Academic unit or major
Graduate major in Mathematical and Computing Science
Instructor(s)
Takafumi Kanamori
Class Format
Lecture (Face-to-face)
Media-enhanced courses
-
Day of week/Period
(Classrooms)
7-8 Tue (M-155(H1104)) / 7-8 Fri (M-155(H1104))
Class
-
Course Code
MCS.T403
Number of credits
200
Course offered
2026
Offered quarter
1Q
Syllabus updated
Mar 13, 2026
Language
English

Syllabus

Course overview and goals

Advanced topics in the theory of statistics and machine learning are covered. Specifically, students learn about nonparametric learning methods known as kernel methods, the universal approximation theorem for neural network models, the statistical properties of training and prediction errors, and methods for analyzing generalization error.

Course description and aims

[Objectives] Statistical science and machine learning are disciplines in which useful information is extracted from data to aid
prediction and decision making. Students will learn methodology not simply as knowledge but also learning the background theory including the validity of those methods to promote understanding the essence. Students will broadly apply all kinds of techniques to a variety of problems, learning to construct new techniques on one's own.
[Topics] Students in this course will learn several of statistical science's more advanced techniques, based on their connection to various application fields. We will focus in particular on the connection with machine learning, introducing central topics from both statistical science and machine learning.

Keywords

machine learning, statistics, kernel methods, spline method, neural networks, universal approximation theorem, prediction error, generalization error analysis

Competencies

  • Specialist skills
  • Intercultural skills
  • Communication skills
  • Critical thinking skills
  • Practical and/or problem-solving skills

Class flow

The lecture will be conducted using slides. Please bring your laptop, tablet, etc.

Course schedule/Objectives

Course schedule Objectives
Class 1

Overview of statistical learning and Regression analysis

Overview the statistical learning through some practical examples. Learn the problem setup of regression analysis.

Class 2

Regression analysis

Understand statistical modeling in kernel regression analysis

Class 3

Regression analysis and kernel methods

Understand cross validation method for regression analysis. Learn statistical inference using kernel method.

Class 4

Kernel methods: reproducing property, representer theorem, etc.

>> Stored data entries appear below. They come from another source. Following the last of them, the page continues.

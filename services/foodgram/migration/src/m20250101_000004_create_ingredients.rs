use sea_orm_migration::prelude::*;

#[derive(DeriveMigrationName)]
pub struct Migration;

#[async_trait::async_trait]
impl MigrationTrait for Migration {
    async fn up(&self, manager: &SchemaManager) -> Result<(), DbErr> {
        manager
            .create_table(
                Table::create()
                    .table(Ingredients::Table)
                    .if_not_exists()
                    .col(
                        ColumnDef::new(Ingredients::Id)
                            .integer()
                            .not_null()
                            .auto_increment()
                            .primary_key(),
                    )
                    .col(ColumnDef::new(Ingredients::Name).string_len(128).not_null())
                    .col(
                        ColumnDef::new(Ingredients::MeasurementUnit)
                            .string_len(64)
                            .not_null(),
                    )
                    .to_owned(),
            )
            .await?;
        manager
            .create_index(
                Index::create()
                    .table(Ingredients::Table)
                    .col(Ingredients::Name)
                    .col(Ingredients::MeasurementUnit)
                    .name("uq_ingredients_name_measurement_unit")
                    .unique()
                    .to_owned(),
            )
            .await
    }

    async fn down(&self, manager: &SchemaManager) -> Result<(), DbErr> {
        manager
            .drop_table(Table::drop().table(Ingredients::Table).to_owned())
            .await
    }
}

#[derive(Iden)]
enum Ingredients {
    Table,
    Id,
    Name,
    MeasurementUnit,
}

Understand reproducing property, representer theorem, etc used in statistical learning with kernels.

Class 5

Kernel method and reproducing kernel Hilbert space

Understand some properties of reproducing kernel Hilbert space defined from kernel function.

Class 6

Spline smoothing and kernel methods

Learn the relationship between spline smoothing methods and kernel methods.

Class 7

Spline smoothing and kernel methods

Learn B-spline and multi-dimensional spline regression.

Class 8

Neural network models and universal approximation theorem

Understand Neural network models and learn the universal approximation theorem for neural networks.

Class 9

Deep learning models and B-spline method.

Understand deep neural network models and B-spline method.

Class 10

Inequalities of probabilities in machine learning

Understand some probabilistic inequalities used in the theory of machine learning.

Class 11

Foundation of statistical learning theory

Understand the problem setting of statistical learning theory.

Class 12

Prediction error and Model Selection

Learn the prediction error of statistical learning and model selection methods.

Class 13

Generalization error analysis I

Learn generalization error analysis of learning algorithms.

Class 14

Generalization error analysis II

Learn generalization error analysis of learning algorithms.

Study advice (preparation and review)

To enhance effective learning, students are encouraged to spend approximately 100 minutes preparing for class and another 100 minutes reviewing class content afterwards (including assignments) for each class.

Textbook(s)

Unspecified.

Reference books, course materials, etc.

Course materials are provided during the course.
Reference book:
Mehryar Mohri, Afshin Rostamizadeh, and Ameet Talwalkar, Foundations of Machine Learning, MIT Press, Second Edition, 2018.
Shai Shalev-Shwartz and Shai Ben-David, Understanding Machine Learning: From Theory to Algorithms, Cambridge University Press, 2014.

Evaluation methods and criteria

Based on quizzes in class and report submissions

Related courses

  • MCS.T223 : Mathematical Statistics
  • ART.T458 : Machine Learning

Prerequisites

Students must have basic knowledge of probability theory and statistics.